Data records

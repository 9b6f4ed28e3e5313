use thiserror::Error;

#[derive(Error, Debug)]
pub enum Error {
    #[error("Configuration error: {0}")]
    Config(String),

    #[error("Capability missing: {capability} - {message}")]
    CapabilityMissing { capability: String, message: String },

    #[error("Logging already initialized or failed to start: {0}")]
    Logging(String),
}

pub type Result<T> = std::result::Result<T, Error>;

*YOUR INSTRUCTIONS*:
All of the records above need to be copied exactly.

*ANSWER FOR THIS EXERCISE*:
repository 9b6f4ed28e3e5313
use thiserror::Error;

#[derive(Error, Debug)]
pub enum Error {
    #[error("Configuration error: {0}")]
    Config(String),

    #[error("Capability missing: {capability} - {message}")]
    CapabilityMissing { capability: String, message: String },

    #[error("Logging already initialized or failed to start: {0}")]
    Logging(String),
}

pub type Result<T> = std::result::Result<T, Error>;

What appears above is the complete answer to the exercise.